Reproduce each line below without any alteration.

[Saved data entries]
☆ ☆ ☆ ☆ ☆
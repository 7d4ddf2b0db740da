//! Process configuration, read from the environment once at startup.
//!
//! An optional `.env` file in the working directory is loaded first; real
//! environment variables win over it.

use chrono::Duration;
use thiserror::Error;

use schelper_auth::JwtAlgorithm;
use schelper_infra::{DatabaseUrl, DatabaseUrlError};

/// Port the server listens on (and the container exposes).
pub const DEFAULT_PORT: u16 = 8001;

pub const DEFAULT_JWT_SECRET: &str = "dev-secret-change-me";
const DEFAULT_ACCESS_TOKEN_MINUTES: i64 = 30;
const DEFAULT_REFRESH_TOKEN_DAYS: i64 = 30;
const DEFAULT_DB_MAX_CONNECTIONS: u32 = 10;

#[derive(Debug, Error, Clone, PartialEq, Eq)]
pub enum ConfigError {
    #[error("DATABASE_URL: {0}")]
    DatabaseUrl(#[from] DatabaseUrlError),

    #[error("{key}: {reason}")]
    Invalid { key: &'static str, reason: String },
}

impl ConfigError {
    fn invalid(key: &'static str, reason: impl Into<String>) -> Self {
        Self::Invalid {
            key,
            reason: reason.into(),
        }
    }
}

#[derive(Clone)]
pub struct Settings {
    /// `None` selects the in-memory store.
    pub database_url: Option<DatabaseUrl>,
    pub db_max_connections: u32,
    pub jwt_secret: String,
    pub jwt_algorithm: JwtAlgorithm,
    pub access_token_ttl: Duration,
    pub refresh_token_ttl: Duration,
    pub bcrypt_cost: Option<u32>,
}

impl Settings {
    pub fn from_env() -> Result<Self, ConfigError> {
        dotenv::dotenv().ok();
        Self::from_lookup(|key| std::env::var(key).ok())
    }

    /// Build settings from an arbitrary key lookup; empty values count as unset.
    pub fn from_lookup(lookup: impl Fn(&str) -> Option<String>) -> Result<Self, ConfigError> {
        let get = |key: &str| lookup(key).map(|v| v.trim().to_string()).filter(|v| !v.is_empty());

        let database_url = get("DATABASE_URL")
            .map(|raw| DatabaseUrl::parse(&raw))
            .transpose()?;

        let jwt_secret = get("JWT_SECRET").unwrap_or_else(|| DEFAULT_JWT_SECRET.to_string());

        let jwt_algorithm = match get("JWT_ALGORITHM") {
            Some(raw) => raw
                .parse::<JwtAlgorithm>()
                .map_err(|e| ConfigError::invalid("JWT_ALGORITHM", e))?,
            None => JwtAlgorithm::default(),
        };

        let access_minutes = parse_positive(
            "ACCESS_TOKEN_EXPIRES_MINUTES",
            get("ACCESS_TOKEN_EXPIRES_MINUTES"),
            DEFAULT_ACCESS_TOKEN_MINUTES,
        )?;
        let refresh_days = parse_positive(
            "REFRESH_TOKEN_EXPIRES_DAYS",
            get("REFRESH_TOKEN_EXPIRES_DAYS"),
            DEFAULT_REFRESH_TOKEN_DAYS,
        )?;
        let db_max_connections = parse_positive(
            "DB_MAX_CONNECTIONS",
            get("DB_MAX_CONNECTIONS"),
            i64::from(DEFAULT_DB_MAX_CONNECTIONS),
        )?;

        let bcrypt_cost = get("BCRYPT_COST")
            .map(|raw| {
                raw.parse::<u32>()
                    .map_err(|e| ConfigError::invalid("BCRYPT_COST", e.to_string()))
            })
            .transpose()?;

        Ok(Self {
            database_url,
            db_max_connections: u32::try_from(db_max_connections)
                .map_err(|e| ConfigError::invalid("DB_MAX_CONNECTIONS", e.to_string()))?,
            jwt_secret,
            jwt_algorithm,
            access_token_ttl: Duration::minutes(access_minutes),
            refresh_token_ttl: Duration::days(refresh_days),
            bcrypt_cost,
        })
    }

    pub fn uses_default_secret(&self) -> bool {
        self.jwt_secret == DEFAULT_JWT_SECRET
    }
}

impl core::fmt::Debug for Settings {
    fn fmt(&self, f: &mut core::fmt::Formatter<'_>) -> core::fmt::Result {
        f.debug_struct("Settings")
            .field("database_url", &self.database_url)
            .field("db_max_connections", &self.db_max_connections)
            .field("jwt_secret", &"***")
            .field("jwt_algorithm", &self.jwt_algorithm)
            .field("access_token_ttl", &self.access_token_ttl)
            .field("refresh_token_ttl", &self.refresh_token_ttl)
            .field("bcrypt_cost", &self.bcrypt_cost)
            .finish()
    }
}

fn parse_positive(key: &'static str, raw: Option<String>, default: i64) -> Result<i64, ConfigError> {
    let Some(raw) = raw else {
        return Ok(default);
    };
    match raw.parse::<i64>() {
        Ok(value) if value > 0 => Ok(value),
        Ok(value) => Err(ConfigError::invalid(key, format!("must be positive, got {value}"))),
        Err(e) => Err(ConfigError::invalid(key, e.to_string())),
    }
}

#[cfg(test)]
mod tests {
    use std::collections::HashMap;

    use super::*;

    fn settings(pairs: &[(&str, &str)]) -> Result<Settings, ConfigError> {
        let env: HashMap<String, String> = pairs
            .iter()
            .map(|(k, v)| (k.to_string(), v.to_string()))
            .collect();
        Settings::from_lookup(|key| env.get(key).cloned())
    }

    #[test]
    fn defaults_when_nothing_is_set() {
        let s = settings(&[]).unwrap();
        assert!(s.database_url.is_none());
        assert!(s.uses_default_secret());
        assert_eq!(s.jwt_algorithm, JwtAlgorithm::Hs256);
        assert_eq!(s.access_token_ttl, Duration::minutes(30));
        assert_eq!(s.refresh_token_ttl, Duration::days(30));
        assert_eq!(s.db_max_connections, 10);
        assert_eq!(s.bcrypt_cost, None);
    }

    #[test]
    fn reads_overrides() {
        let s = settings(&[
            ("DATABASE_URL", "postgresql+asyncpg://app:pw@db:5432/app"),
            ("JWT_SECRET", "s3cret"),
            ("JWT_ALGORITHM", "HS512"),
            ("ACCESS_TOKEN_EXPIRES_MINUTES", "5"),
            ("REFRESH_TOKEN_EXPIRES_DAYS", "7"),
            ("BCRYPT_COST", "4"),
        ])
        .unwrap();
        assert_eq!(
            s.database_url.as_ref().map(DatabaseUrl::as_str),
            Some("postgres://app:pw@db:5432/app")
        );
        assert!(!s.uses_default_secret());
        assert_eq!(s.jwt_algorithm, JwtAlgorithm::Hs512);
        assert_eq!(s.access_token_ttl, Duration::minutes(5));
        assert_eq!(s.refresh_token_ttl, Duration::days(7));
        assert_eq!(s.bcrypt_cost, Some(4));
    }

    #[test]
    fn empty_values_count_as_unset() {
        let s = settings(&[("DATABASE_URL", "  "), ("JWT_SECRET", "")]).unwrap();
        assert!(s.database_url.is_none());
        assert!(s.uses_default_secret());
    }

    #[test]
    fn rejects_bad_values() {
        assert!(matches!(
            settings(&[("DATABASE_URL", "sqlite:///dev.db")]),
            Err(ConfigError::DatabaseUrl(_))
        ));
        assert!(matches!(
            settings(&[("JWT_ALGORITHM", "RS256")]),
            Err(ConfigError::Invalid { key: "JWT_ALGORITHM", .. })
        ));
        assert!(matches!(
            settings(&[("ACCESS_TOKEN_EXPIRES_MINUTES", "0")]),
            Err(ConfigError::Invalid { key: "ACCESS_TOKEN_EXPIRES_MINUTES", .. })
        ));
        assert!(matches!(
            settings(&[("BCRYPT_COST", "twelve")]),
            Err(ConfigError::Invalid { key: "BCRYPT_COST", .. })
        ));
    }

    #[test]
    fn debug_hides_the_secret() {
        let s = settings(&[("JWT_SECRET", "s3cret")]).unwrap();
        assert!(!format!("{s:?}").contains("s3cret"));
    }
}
☆ ☆ ☆ ☆ ☆
Answer space:
repository 7d4ddf2b0db740da
//! Process configuration, read from the environment once at startup.
//!
//! An optional `.env` file in the working directory is loaded first; real
//! environment variables win over it.

use chrono::Duration;
use thiserror::Error;

use schelper_auth::JwtAlgorithm;
use schelper_infra::{DatabaseUrl, DatabaseUrlError};

/// Port the server listens on (and the container exposes).
pub const DEFAULT_PORT: u16 = 8001;

pub const DEFAULT_JWT_SECRET: &str = "dev-secret-change-me";
const DEFAULT_ACCESS_TOKEN_MINUTES: i64 = 30;
const DEFAULT_REFRESH_TOKEN_DAYS: i64 = 30;
const DEFAULT_DB_MAX_CONNECTIONS: u32 = 10;

#[derive(Debug, Error, Clone, PartialEq, Eq)]
pub enum ConfigError {
    #[error("DATABASE_URL: {0}")]
    DatabaseUrl(#[from] DatabaseUrlError),

    #[error("{key}: {reason}")]
    Invalid { key: &'static str, reason: String },
}

impl ConfigError {
    fn invalid(key: &'static str, reason: impl Into<String>) -> Self {
        Self::Invalid {
            key,
            reason: reason.into(),
        }
    }
}

#[derive(Clone)]
pub struct Settings {
    /// `None` selects the in-memory store.
    pub database_url: Option<DatabaseUrl>,
    pub db_max_connections: u32,
    pub jwt_secret: String,
    pub jwt_algorithm: JwtAlgorithm,
    pub access_token_ttl: Duration,
    pub refresh_token_ttl: Duration,
    pub bcrypt_cost: Option<u32>,
}

impl Settings {
    pub fn from_env() -> Result<Self, ConfigError> {
        dotenv::dotenv().ok();
        Self::from_lookup(|key| std::env::var(key).ok())
    }

    /// Build settings from an arbitrary key lookup; empty values count as unset.
    pub fn from_lookup(lookup: impl Fn(&str) -> Option<String>) -> Result<Self, ConfigError> {
        let get = |key: &str| lookup(key).map(|v| v.trim().to_string()).filter(|v| !v.is_empty());

        let database_url = get("DATABASE_URL")
            .map(|raw| DatabaseUrl::parse(&raw))
            .transpose()?;

        let jwt_secret = get("JWT_SECRET").unwrap_or_else(|| DEFAULT_JWT_SECRET.to_string());

        let jwt_algorithm = match get("JWT_ALGORITHM") {
            Some(raw) => raw
                .parse::<JwtAlgorithm>()
                .map_err(|e| ConfigError::invalid("JWT_ALGORITHM", e))?,
            None => JwtAlgorithm::default(),
        };

        let access_minutes = parse_positive(
            "ACCESS_TOKEN_EXPIRES_MINUTES",
            get("ACCESS_TOKEN_EXPIRES_MINUTES"),
            DEFAULT_ACCESS_TOKEN_MINUTES,
        )?;
        let refresh_days = parse_positive(
            "REFRESH_TOKEN_EXPIRES_DAYS",
            get("REFRESH_TOKEN_EXPIRES_DAYS"),
            DEFAULT_REFRESH_TOKEN_DAYS,
        )?;
        let db_max_connections = parse_positive(
            "DB_MAX_CONNECTIONS",
            get("DB_MAX_CONNECTIONS"),
            i64::from(DEFAULT_DB_MAX_CONNECTIONS),
        )?;

        let bcrypt_cost = get("BCRYPT_COST")
            .map(|raw| {
                raw.parse::<u32>()
                    .map_err(|e| ConfigError::invalid("BCRYPT_COST", e.to_string()))
            })
            .transpose()?;

        Ok(Self {
            database_url,
            db_max_connections: u32::try_from(db_max_connections)
                .map_err(|e| ConfigError::invalid("DB_MAX_CONNECTIONS", e.to_string()))?,
            jwt_secret,
            jwt_algorithm,
            access_token_ttl: Duration::minutes(access_minutes),
            refresh_token_ttl: Duration::days(refresh_days),
            bcrypt_cost,
        })
    }

    pub fn uses_default_secret(&self) -> bool {
        self.jwt_secret == DEFAULT_JWT_SECRET
    }
}

impl core::fmt::Debug for Settings {
    fn fmt(&self, f: &mut core::fmt::Formatter<'_>) -> core::fmt::Result {
        f.debug_struct("Settings")
            .field("database_url", &self.database_url)
            .field("db_max_connections", &self.db_max_connections)
            .field("jwt_secret", &"***")
            .field("jwt_algorithm", &self.jwt_algorithm)
            .field("access_token_ttl", &self.access_token_ttl)
            .field("refresh_token_ttl", &self.refresh_token_ttl)
            .field("bcrypt_cost", &self.bcrypt_cost)
            .finish()
    }
}

fn parse_positive(key: &'static str, raw: Option<String>, default: i64) -> Result<i64, ConfigError> {
    let Some(raw) = raw else {
        return Ok(default);
    };
    match raw.parse::<i64>() {
        Ok(value) if value > 0 => Ok(value),
        Ok(value) => Err(ConfigError::invalid(key, format!("must be positive, got {value}"))),
        Err(e) => Err(ConfigError::invalid(key, e.to_string())),
    }
}

#[cfg(test)]
mod tests {
    use std::collections::HashMap;

    use super::*;

    fn settings(pairs: &[(&str, &str)]) -> Result<Settings, ConfigError> {
        let env: HashMap<String, String> = pairs
            .iter()
            .map(|(k, v)| (k.to_string(), v.to_string()))
            .collect();
        Settings::from_lookup(|key| env.get(key).cloned())
    }

    #[test]
    fn defaults_when_nothing_is_set() {
        let s = settings(&[]).unwrap();
        assert!(s.database_url.is_none());
        assert!(s.uses_default_secret());
        assert_eq!(s.jwt_algorithm, JwtAlgorithm::Hs256);
        assert_eq!(s.access_token_ttl, Duration::minutes(30));
        assert_eq!(s.refresh_token_ttl, Duration::days(30));
        assert_eq!(s.db_max_connections, 10);
        assert_eq!(s.bcrypt_cost, None);
    }

    #[test]
    fn reads_overrides() {
        let s = settings(&[
            ("DATABASE_URL", "postgresql+asyncpg://app:pw@db:5432/app"),
            ("JWT_SECRET", "s3cret"),
            ("JWT_ALGORITHM", "HS512"),
            ("ACCESS_TOKEN_EXPIRES_MINUTES", "5"),
            ("REFRESH_TOKEN_EXPIRES_DAYS", "7"),
            ("BCRYPT_COST", "4"),
        ])
        .unwrap();
        assert_eq!(
            s.database_url.as_ref().map(DatabaseUrl::as_str),
            Some("postgres://app:pw@db:5432/app")
        );
        assert!(!s.uses_default_secret());
        assert_eq!(s.jwt_algorithm, JwtAlgorithm::Hs512);
        assert_eq!(s.access_token_ttl, Duration::minutes(5));
        assert_eq!(s.refresh_token_ttl, Duration::days(7));
        assert_eq!(s.bcrypt_cost, Some(4));
    }

    #[test]
    fn empty_values_count_as_unset() {
        let s = settings(&[("DATABASE_URL", "  "), ("JWT_SECRET", "")]).unwrap();
        assert!(s.database_url.is_none());
        assert!(s.uses_default_secret());
    }

    #[test]
    fn rejects_bad_values() {
        assert!(matches!(
            settings(&[("DATABASE_URL", "sqlite:///dev.db")]),
            Err(ConfigError::DatabaseUrl(_))
        ));
        assert!(matches!(
            settings(&[("JWT_ALGORITHM", "RS256")]),
            Err(ConfigError::Invalid { key: "JWT_ALGORITHM", .. })
        ));
        assert!(matches!(
            settings(&[("ACCESS_TOKEN_EXPIRES_MINUTES", "0")]),
            Err(ConfigError::Invalid { key: "ACCESS_TOKEN_EXPIRES_MINUTES", .. })
        ));
        assert!(matches!(
            settings(&[("BCRYPT_COST", "twelve")]),
            Err(ConfigError::Invalid { key: "BCRYPT_COST", .. })
        ));
    }

    #[test]
    fn debug_hides_the_secret() {
        let s = settings(&[("JWT_SECRET", "s3cret")]).unwrap();
        assert!(!format!("{s:?}").contains("s3cret"));
    }
}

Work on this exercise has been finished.